I think you're going to find this is both normal and logical behaviour for the
F5s. The problem is that the source address is (and should be) set to the
virtual IP of the load balancers. The port, however, increments with the
number of connections bound from the inside.
What the load balancer does is essentially bind a particular port on the
virtual IP to a particular service/address on an internal machine. Since it
can't bind the same port to both the 5060 on one internal IP AND the 5060 on
the other internal IP, it increments its values and says that server 1 will
get the same source port, server 2 will get the next, server 3 the next, etc.
If you had 4 servers load balanced, you would expect to see 5060,5061,5062,
and 5063 as the source ports.
It COULD spoof this information, but that would cause issues for stateful
packet inspections.
N.
On Mon, 24 Oct 2005 14:41:38 +0300, George Perantinos wrote
Hello list.
My setup consists of two SER servers behind an F5 Big-IP for load
balancing. The servers are "pooled" behind a virtual server (i.e.
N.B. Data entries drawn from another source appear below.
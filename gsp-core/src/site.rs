use csv::{ReaderBuilder, StringRecord, Trim};
use serde::{Deserialize, Serialize};
use std::collections::BTreeMap;
use std::fs::File;
use std::io::{self, Read};
use std::path::Path;

#[derive(Debug, Clone, Copy, PartialEq, Serialize, Deserialize)]
pub struct SiteCoordinates {
    pub latitude: f64,
    pub longitude: f64,
}

impl SiteCoordinates {
    pub fn new(latitude: f64, longitude: f64) -> Self {
        SiteCoordinates {
            latitude,
            longitude,
        }
    }
}

/// Maps a site id to its coordinates. No match means no coordinate metadata.
pub trait CoordinateLookup {
    fn lookup(&self, site_id: &str) -> Option<SiteCoordinates>;
}

/// A lookup that never matches.
#[derive(Debug, Clone, Copy, Default)]
pub struct NoCoordinates;

impl CoordinateLookup for NoCoordinates {
    fn lookup(&self, _site_id: &str) -> Option<SiteCoordinates> {
        None
    }
}

impl<F> CoordinateLookup for F
where
    F: Fn(&str) -> Option<SiteCoordinates>,
{
    fn lookup(&self, site_id: &str) -> Option<SiteCoordinates> {
        self(site_id)
    }
}

/// Site coordinates loaded from a `site_id,latitude,longitude` CSV.
///
/// A site listed on several rows is a supply area given by its boundary
/// points; its coordinate is the centroid of that polygon.
///
/// Rows that cannot be read are skipped with a warning; a site without a
/// usable row is simply absent from the table.
#[derive(Debug, Clone, Default, PartialEq)]
pub struct CoordinateTable {
    sites: BTreeMap<String, SiteCoordinates>,
    // lowercased id -> first stored id in sort order
    folded: BTreeMap<String, String>,
}

impl CoordinateTable {
    pub fn from_path<P: AsRef<Path>>(path: P) -> Result<Self, io::Error> {
        let mut file = File::open(path)?;
        let mut contents = String::new();
        file.read_to_string(&mut contents)?;
        Ok(Self::parse_csv(&contents))
    }

    pub fn parse_csv(contents: &str) -> Self {
        let mut reader = ReaderBuilder::new()
            .has_headers(true)
            .flexible(true)
            .trim(Trim::All)
            .from_reader(contents.as_bytes());

        let mut points: Vec<(String, Vec<SiteCoordinates>)> = Vec::new();
        let mut skipped = 0usize;
        for (line, result) in reader.records().enumerate() {
            let parsed = match result {
                Ok(record) => parse_row(&record),
                Err(e) => {
                    log::warn!("site: unreadable coordinate row {}: {}", line + 2, e);
                    None
                }
            };
            let Some((site_id, coordinates)) = parsed else {
                log::warn!("site: skipping bad coordinate row {}", line + 2);
                skipped += 1;
                continue;
            };
            match points.iter_mut().find(|(id, _)| *id == site_id) {
                Some((_, existing)) => existing.push(coordinates),
                None => points.push((site_id, vec![coordinates])),
            }
        }

        let mut table = CoordinateTable::default();
        for (site_id, boundary) in points {
            table.insert(site_id, centroid(&boundary));
        }
        log::debug!(
            "site: loaded coordinates for {} sites, skipped {} rows",
            table.len(),
            skipped
        );
        table
    }

    pub fn insert(&mut self, site_id: impl Into<String>, coordinates: SiteCoordinates) {
        let site_id = site_id.into();
        let folded = site_id.to_lowercase();
        let keep = self
            .folded
            .get(&folded)
            .is_some_and(|existing| *existing <= site_id);
        if !keep {
            self.folded.insert(folded, site_id.clone());
        }
        self.sites.insert(site_id, coordinates);
    }

    pub fn len(&self) -> usize {
        self.sites.len()
    }

    pub fn is_empty(&self) -> bool {
        self.sites.is_empty()
    }
}

impl CoordinateLookup for CoordinateTable {
    fn lookup(&self, site_id: &str) -> Option<SiteCoordinates> {
        if let Some(found) = self.sites.get(site_id) {
            return Some(*found);
        }
        self.folded
            .get(&site_id.to_lowercase())
            .and_then(|id| self.sites.get(id))
            .copied()
    }
}

fn parse_row(record: &StringRecord) -> Option<(String, SiteCoordinates)> {
    if record.len() < 3 {
        return None;
    }
    let site_id = record.get(0)?.to_string();
    if site_id.is_empty() {
        return None;
    }
    let latitude = record.get(1)?.parse().ok()?;
    let longitude = record.get(2)?.parse().ok()?;
    Some((site_id, SiteCoordinates::new(latitude, longitude)))
}

/// Area centroid of a polygon given by its vertices in order.
///
/// Fewer than three points, or a polygon with no area, fall back to the mean
/// of the points.
pub fn centroid(points: &[SiteCoordinates]) -> SiteCoordinates {
    let n = points.len() as f64;
    let mean = SiteCoordinates::new(
        points.iter().map(|p| p.latitude).sum::<f64>() / n,
        points.iter().map(|p| p.longitude).sum::<f64>() / n,
    );
    if points.len() < 3 {
        return mean;
    }

    // shoelace over (x = longitude, y = latitude)
    let mut area2 = 0.0;
    let mut cx = 0.0;
    let mut cy = 0.0;
    for (i, a) in points.iter().enumerate() {
        let b = &points[(i + 1) % points.len()];
        let cross = a.longitude * b.latitude - b.longitude * a.latitude;
        area2 += cross;
        cx += (a.longitude + b.longitude) * cross;
        cy += (a.latitude + b.latitude) * cross;
    }
    if area2.abs() < f64::EPSILON {
        return mean;
    }
    SiteCoordinates::new(cy / (3.0 * area2), cx / (3.0 * area2))
}

#[cfg(test)]
mod tests {
    use super::*;

    fn close(a: f64, b: f64) -> bool {
        (a - b).abs() < 1e-9
    }

    #[test]
    fn test_single_row_site() {
        let table = CoordinateTable::parse_csv("site_id,latitude,longitude\nbolney,50.99,-0.2\n");
        assert_eq!(table.lookup("bolney"), Some(SiteCoordinates::new(50.99, -0.2)));
        assert_eq!(table.lookup("nowhere"), None);
    }

    #[test]
    fn test_polygon_centroid() {
        // unit square with corners at (lat 0..2, lon 0..2)
        let table = CoordinateTable::parse_csv(
            "site_id,latitude,longitude\n\
             sq,0,0\n\
             sq,0,2\n\
             sq,2,2\n\
             sq,2,0\n",
        );
        let c = table.lookup("sq").unwrap();
        assert!(close(c.latitude, 1.0));
        assert!(close(c.longitude, 1.0));
    }

    #[test]
    fn test_degenerate_polygon_uses_mean() {
        let c = centroid(&[
            SiteCoordinates::new(0.0, 0.0),
            SiteCoordinates::new(1.0, 1.0),
            SiteCoordinates::new(2.0, 2.0),
        ]);
        assert!(close(c.latitude, 1.0));
        assert!(close(c.longitude, 1.0));
    }

    #[test]
    fn test_case_insensitive_fallback() {
        let table =
            CoordinateTable::parse_csv("site_id,latitude,longitude\nBolney,51.0,-0.2\n");
        assert!(table.lookup("bolney").is_some());
        assert!(table.lookup("BOLNEY").is_some());
    }

    #[test]
    fn test_bad_rows_are_skipped() {
        let table = CoordinateTable::parse_csv(
            "site_id,latitude,longitude\n\
             bolney,50.99,-0.2\n\
             ninfield,,\n\
             x,north,1\n\
             short\n",
        );
        assert_eq!(table.len(), 1);
        assert_eq!(table.lookup("bolney"), Some(SiteCoordinates::new(50.99, -0.2)));
        assert_eq!(table.lookup("ninfield"), None);
    }

    #[test]
    fn test_case_fallback_is_deterministic() {
        let mut table = CoordinateTable::default();
        table.insert("bolney", SiteCoordinates::new(3.0, 3.0));
        table.insert("Bolney", SiteCoordinates::new(2.0, 2.0));
        table.insert("BOLNEY", SiteCoordinates::new(1.0, 1.0));
        // exact matches first
        assert_eq!(table.lookup("Bolney"), Some(SiteCoordinates::new(2.0, 2.0)));
        // otherwise the first id in sort order
        assert_eq!(table.lookup("bOLNEY"), Some(SiteCoordinates::new(1.0, 1.0)));
    }

    #[test]
    fn test_closure_lookup() {
        let lookup = |site: &str| (site == "a").then(|| SiteCoordinates::new(1.0, 2.0));
        assert!(lookup.lookup("a").is_some());
        assert!(NoCoordinates.lookup("a").is_none());
    }
}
they present a common IP address to the rest of the world) created
at the Big-IP and I'm using call-id persistence. My ser.cfgs are
slightly modified mediaproxy examples from
onsip.org. Each SER
replicates to the other REGISTER messages, so that both servers are
the same. So far so good.
Suppose that NATed UAC1 is registered at SER1 (SER1 is sending the 4
byte udp packet every 60sec in order to keep its NAT binding open)
and UAC2 sends him an INVITE:
1) If the INVITE gets served by SER1 everything is OK.
2) If the INVITE gets served by SER2 then:
a) SER2 sends the message from port 5060,
b) but the packet arrives at UAC1 with source port 5061 (or 5062
or whatever).
This means that for some reason the Big-IP changes the source port
it receives from SER2 to something other and, of course, the packet
does not pass UAC1's NAT binding.
So, the conclusion is that a UAC is only reachable through the SER
that keeps it's NAT binding open. In order to solve this problem
(and until SER can support path headers) I employed the method and
the patch discussed at
http://lists.iptel.org/pipermail/serdev/2005-
September/005814.html (thanx for the patch Evan).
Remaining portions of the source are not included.